### Records for processing

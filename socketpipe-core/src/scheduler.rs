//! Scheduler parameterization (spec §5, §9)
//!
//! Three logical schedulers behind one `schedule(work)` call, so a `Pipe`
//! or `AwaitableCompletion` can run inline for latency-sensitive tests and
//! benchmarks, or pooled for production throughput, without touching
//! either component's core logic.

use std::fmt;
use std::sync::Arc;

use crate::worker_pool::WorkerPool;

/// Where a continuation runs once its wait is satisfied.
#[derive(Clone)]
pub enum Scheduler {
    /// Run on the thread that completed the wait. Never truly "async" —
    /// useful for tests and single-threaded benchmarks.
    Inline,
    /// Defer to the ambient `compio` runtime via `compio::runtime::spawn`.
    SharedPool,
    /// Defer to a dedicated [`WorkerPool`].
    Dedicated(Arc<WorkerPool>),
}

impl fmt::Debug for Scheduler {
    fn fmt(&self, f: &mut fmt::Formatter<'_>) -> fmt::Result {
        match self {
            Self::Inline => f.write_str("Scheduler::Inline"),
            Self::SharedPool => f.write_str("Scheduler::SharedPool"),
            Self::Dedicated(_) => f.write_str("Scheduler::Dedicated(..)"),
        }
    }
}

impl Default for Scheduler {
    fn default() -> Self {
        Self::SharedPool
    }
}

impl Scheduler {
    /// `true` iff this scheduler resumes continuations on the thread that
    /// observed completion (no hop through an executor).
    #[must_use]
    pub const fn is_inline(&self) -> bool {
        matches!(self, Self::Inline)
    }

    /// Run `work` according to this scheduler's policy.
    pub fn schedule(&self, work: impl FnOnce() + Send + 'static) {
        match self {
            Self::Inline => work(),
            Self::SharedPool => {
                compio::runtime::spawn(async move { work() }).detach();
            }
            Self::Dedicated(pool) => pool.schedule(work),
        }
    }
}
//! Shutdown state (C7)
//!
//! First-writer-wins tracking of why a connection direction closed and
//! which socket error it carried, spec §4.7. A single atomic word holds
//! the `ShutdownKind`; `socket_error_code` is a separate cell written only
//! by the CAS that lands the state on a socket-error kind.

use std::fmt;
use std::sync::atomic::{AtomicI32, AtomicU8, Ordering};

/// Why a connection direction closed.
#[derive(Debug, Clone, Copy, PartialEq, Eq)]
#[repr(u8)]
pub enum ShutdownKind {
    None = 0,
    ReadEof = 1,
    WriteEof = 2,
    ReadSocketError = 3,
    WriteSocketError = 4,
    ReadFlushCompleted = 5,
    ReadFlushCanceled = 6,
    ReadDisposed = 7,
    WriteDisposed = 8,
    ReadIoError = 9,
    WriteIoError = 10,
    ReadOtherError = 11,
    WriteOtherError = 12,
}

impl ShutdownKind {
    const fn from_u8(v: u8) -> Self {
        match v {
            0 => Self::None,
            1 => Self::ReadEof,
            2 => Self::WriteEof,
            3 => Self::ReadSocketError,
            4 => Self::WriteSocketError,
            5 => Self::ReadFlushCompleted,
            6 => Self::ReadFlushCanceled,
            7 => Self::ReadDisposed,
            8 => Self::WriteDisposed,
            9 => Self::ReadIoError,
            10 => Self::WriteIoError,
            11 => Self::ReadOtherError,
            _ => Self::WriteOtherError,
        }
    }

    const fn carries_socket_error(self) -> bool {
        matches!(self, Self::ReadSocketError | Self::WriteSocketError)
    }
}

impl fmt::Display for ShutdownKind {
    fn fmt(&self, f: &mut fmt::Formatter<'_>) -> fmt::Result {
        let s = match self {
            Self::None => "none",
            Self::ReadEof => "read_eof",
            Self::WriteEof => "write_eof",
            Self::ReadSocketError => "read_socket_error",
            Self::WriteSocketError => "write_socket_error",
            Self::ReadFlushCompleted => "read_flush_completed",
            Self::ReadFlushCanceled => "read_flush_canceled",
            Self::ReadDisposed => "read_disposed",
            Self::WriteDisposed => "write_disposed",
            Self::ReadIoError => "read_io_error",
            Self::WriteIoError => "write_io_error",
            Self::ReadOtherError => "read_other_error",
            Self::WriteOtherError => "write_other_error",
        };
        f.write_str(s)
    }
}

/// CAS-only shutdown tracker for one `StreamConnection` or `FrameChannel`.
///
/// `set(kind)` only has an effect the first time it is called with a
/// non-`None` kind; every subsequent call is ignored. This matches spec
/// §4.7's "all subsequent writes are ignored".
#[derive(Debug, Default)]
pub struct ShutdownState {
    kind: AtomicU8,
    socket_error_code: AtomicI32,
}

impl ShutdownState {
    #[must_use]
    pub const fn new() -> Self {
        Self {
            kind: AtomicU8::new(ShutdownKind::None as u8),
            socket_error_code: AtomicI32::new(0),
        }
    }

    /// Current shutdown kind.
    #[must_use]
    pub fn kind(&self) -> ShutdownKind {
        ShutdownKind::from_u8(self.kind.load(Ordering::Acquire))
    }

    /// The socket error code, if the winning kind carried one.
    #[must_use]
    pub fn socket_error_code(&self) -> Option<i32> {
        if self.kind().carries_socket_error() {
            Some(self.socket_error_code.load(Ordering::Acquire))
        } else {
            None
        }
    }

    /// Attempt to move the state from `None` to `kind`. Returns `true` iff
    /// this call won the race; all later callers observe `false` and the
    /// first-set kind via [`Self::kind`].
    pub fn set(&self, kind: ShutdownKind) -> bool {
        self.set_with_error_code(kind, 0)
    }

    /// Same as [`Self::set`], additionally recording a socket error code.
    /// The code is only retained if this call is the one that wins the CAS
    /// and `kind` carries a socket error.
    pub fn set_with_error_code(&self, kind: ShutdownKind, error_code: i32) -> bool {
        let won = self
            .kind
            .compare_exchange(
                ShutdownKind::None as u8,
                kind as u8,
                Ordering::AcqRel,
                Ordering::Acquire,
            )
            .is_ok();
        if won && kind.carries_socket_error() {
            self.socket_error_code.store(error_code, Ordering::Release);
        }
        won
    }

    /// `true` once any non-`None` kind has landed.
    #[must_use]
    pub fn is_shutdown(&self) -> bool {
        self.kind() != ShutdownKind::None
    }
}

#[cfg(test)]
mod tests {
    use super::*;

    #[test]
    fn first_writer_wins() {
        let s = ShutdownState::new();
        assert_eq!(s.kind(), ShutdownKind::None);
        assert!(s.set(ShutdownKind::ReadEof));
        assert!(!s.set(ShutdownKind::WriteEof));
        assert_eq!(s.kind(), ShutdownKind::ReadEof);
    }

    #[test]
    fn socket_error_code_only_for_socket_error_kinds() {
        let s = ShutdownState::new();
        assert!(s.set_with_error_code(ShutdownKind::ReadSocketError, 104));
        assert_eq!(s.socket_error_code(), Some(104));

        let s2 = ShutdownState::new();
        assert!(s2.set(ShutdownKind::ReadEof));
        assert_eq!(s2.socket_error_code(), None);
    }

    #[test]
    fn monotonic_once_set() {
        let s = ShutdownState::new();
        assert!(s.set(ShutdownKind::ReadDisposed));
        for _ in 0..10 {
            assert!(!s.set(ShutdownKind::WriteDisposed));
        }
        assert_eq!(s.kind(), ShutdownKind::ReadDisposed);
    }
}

######

## Try it
Each entry above should be restated exactly as supplied.

## Result of this exercise
filename socketpipe-core/src/scheduler.rs
//! Scheduler parameterization (spec §5, §9)
//!
//! Three logical schedulers behind one `schedule(work)` call, so a `Pipe`
//! or `AwaitableCompletion` can run inline for latency-sensitive tests and
//! benchmarks, or pooled for production throughput, without touching
//! either component's core logic.

use std::fmt;
use std::sync::Arc;

use crate::worker_pool::WorkerPool;

/// Where a continuation runs once its wait is satisfied.
#[derive(Clone)]
pub enum Scheduler {
    /// Run on the thread that completed the wait. Never truly "async" —
    /// useful for tests and single-threaded benchmarks.
    Inline,
    /// Defer to the ambient `compio` runtime via `compio::runtime::spawn`.
    SharedPool,
    /// Defer to a dedicated [`WorkerPool`].
    Dedicated(Arc<WorkerPool>),
}

impl fmt::Debug for Scheduler {
    fn fmt(&self, f: &mut fmt::Formatter<'_>) -> fmt::Result {
        match self {
            Self::Inline => f.write_str("Scheduler::Inline"),
            Self::SharedPool => f.write_str("Scheduler::SharedPool"),
            Self::Dedicated(_) => f.write_str("Scheduler::Dedicated(..)"),
        }
    }
}

impl Default for Scheduler {
    fn default() -> Self {
        Self::SharedPool
    }
}

impl Scheduler {
    /// `true` iff this scheduler resumes continuations on the thread that
    /// observed completion (no hop through an executor).
    #[must_use]
    pub const fn is_inline(&self) -> bool {
        matches!(self, Self::Inline)
    }

    /// Run `work` according to this scheduler's policy.
    pub fn schedule(&self, work: impl FnOnce() + Send + 'static) {
        match self {
            Self::Inline => work(),
            Self::SharedPool => {
                compio::runtime::spawn(async move { work() }).detach();
            }
            Self::Dedicated(pool) => pool.schedule(work),
        }
    }
}
//! Shutdown state (C7)
//!
//! First-writer-wins tracking of why a connection direction closed and
//! which socket error it carried, spec §4.7. A single atomic word holds
//! the `ShutdownKind`; `socket_error_code` is a separate cell written only
//! by the CAS that lands the state on a socket-error kind.

use std::fmt;
use std::sync::atomic::{AtomicI32, AtomicU8, Ordering};

/// Why a connection direction closed.
#[derive(Debug, Clone, Copy, PartialEq, Eq)]
#[repr(u8)]
pub enum ShutdownKind {
    None = 0,
    ReadEof = 1,
    WriteEof = 2,
    ReadSocketError = 3,
    WriteSocketError = 4,
    ReadFlushCompleted = 5,
    ReadFlushCanceled = 6,
    ReadDisposed = 7,
    WriteDisposed = 8,
    ReadIoError = 9,
    WriteIoError = 10,
    ReadOtherError = 11,
    WriteOtherError = 12,
}

impl ShutdownKind {
    const fn from_u8(v: u8) -> Self {
        match v {
            0 => Self::None,
            1 => Self::ReadEof,
            2 => Self::WriteEof,
            3 => Self::ReadSocketError,
            4 => Self::WriteSocketError,
            5 => Self::ReadFlushCompleted,
            6 => Self::ReadFlushCanceled,
            7 => Self::ReadDisposed,
            8 => Self::WriteDisposed,
            9 => Self::ReadIoError,
            10 => Self::WriteIoError,
            11 => Self::ReadOtherError,
            _ => Self::WriteOtherError,
        }
    }

    const fn carries_socket_error(self) -> bool {
        matches!(self, Self::ReadSocketError | Self::WriteSocketError)
    }
}

impl fmt::Display for ShutdownKind {
    fn fmt(&self, f: &mut fmt::Formatter<'_>) -> fmt::Result {
        let s = match self {
            Self::None => "none",
            Self::ReadEof => "read_eof",
            Self::WriteEof => "write_eof",
            Self::ReadSocketError => "read_socket_error",
            Self::WriteSocketError => "write_socket_error",
            Self::ReadFlushCompleted => "read_flush_completed",
            Self::ReadFlushCanceled => "read_flush_canceled",
            Self::ReadDisposed => "read_disposed",
            Self::WriteDisposed => "write_disposed",
            Self::ReadIoError => "read_io_error",
            Self::WriteIoError => "write_io_error",
            Self::ReadOtherError => "read_other_error",
            Self::WriteOtherError => "write_other_error",
        };
        f.write_str(s)
    }
}

/// CAS-only shutdown tracker for one `StreamConnection` or `FrameChannel`.
///
/// `set(kind)` only has an effect the first time it is called with a
/// non-`None` kind; every subsequent call is ignored. This matches spec
/// §4.7's "all subsequent writes are ignored".
#[derive(Debug, Default)]
pub struct ShutdownState {
    kind: AtomicU8,
    socket_error_code: AtomicI32,
}

impl ShutdownState {
    #[must_use]
    pub const fn new() -> Self {
        Self {
            kind: AtomicU8::new(ShutdownKind::None as u8),
            socket_error_code: AtomicI32::new(0),
        }
    }

    /// Current shutdown kind.
    #[must_use]
    pub fn kind(&self) -> ShutdownKind {
        ShutdownKind::from_u8(self.kind.load(Ordering::Acquire))
    }

    /// The socket error code, if the winning kind carried one.
    #[must_use]
    pub fn socket_error_code(&self) -> Option<i32> {
        if self.kind().carries_socket_error() {
            Some(self.socket_error_code.load(Ordering::Acquire))
        } else {
            None
        }
    }

    /// Attempt to move the state from `None` to `kind`. Returns `true` iff
    /// this call won the race; all later callers observe `false` and the
    /// first-set kind via [`Self::kind`].
    pub fn set(&self, kind: ShutdownKind) -> bool {
        self.set_with_error_code(kind, 0)
    }

    /// Same as [`Self::set`], additionally recording a socket error code.
    /// The code is only retained if this call is the one that wins the CAS
    /// and `kind` carries a socket error.
    pub fn set_with_error_code(&self, kind: ShutdownKind, error_code: i32) -> bool {
        let won = self
            .kind
            .compare_exchange(
                ShutdownKind::None as u8,
                kind as u8,
                Ordering::AcqRel,
                Ordering::Acquire,
            )
            .is_ok();
        if won && kind.carries_socket_error() {
            self.socket_error_code.store(error_code, Ordering::Release);
        }
        won
    }

    /// `true` once any non-`None` kind has landed.
    #[must_use]
    pub fn is_shutdown(&self) -> bool {
        self.kind() != ShutdownKind::None
    }
}

#[cfg(test)]
mod tests {
    use super::*;

    #[test]
    fn first_writer_wins() {
        let s = ShutdownState::new();
        assert_eq!(s.kind(), ShutdownKind::None);
        assert!(s.set(ShutdownKind::ReadEof));
        assert!(!s.set(ShutdownKind::WriteEof));
        assert_eq!(s.kind(), ShutdownKind::ReadEof);
    }

    #[test]
    fn socket_error_code_only_for_socket_error_kinds() {
        let s = ShutdownState::new();
        assert!(s.set_with_error_code(ShutdownKind::ReadSocketError, 104));
        assert_eq!(s.socket_error_code(), Some(104));

        let s2 = ShutdownState::new();
        assert!(s2.set(ShutdownKind::ReadEof));
        assert_eq!(s2.socket_error_code(), None);
    }

    #[test]
    fn monotonic_once_set() {
        let s = ShutdownState::new();
        assert!(s.set(ShutdownKind::ReadDisposed));
        for _ in 0..10 {
            assert!(!s.set(ShutdownKind::WriteDisposed));
        }
        assert_eq!(s.kind(), ShutdownKind::ReadDisposed);
    }
}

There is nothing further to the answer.